Data to process below:
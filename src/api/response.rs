use super::errors::ApiError;
use serde::de::DeserializeOwned;
use serde_json::Value;

/// Maximum number of error body characters surfaced to the caller.
const MAX_ERROR_CHARS: usize = 200;

/// A fully read HTTP response.
#[derive(Clone, Debug, PartialEq, Eq)]
pub struct ApiResponse {
    pub status: u16,
    pub body: String,
}

impl ApiResponse {
    #[must_use]
    pub fn new(status: u16, body: String) -> Self {
        Self { status, body }
    }

    #[must_use]
    pub fn is_success(&self) -> bool {
        (200..300).contains(&self.status)
    }

    /// Decodes the body as JSON.
    ///
    /// # Errors
    /// Returns `ApiError::Parse` when the body does not match `T`.
    pub fn json<T: DeserializeOwned>(&self) -> Result<T, ApiError> {
        serde_json::from_str(&self.body)
            .map_err(|err| ApiError::Parse(format!("Failed to decode response: {err}")))
    }

    /// Reads a top-level string field from a JSON object body.
    #[must_use]
    pub fn field(&self, name: &str) -> Option<String> {
        let value: Value = serde_json::from_str(&self.body).ok()?;
        value
            .get(name)
            .and_then(Value::as_str)
            .map(str::trim)
            .filter(|text| !text.is_empty())
            .map(ToString::to_string)
    }

    /// The backend's `detail` field, else its `message` field.
    #[must_use]
    pub fn detail(&self) -> Option<String> {
        self.field("detail").or_else(|| self.field("message"))
    }

    /// Detail when present, otherwise the sanitized body.
    #[must_use]
    pub fn message(&self) -> String {
        self.detail().unwrap_or_else(|| sanitize_body(&self.body))
    }
}

/// Trims and truncates error bodies for display.
fn sanitize_body(body: &str) -> String {
    let trimmed = body.trim();
    if trimmed.is_empty() {
        "Request failed.".to_string()
    } else {
        trimmed.chars().take(MAX_ERROR_CHARS).collect()
    }
}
End of Data to process.
▸ Problem details: Pick out the lines above that hold the string "when" and show them.

▸ Output of the task:
    /// Returns `ApiError::Parse` when the body does not match `T`.
    /// Detail when present, otherwise the sanitized body.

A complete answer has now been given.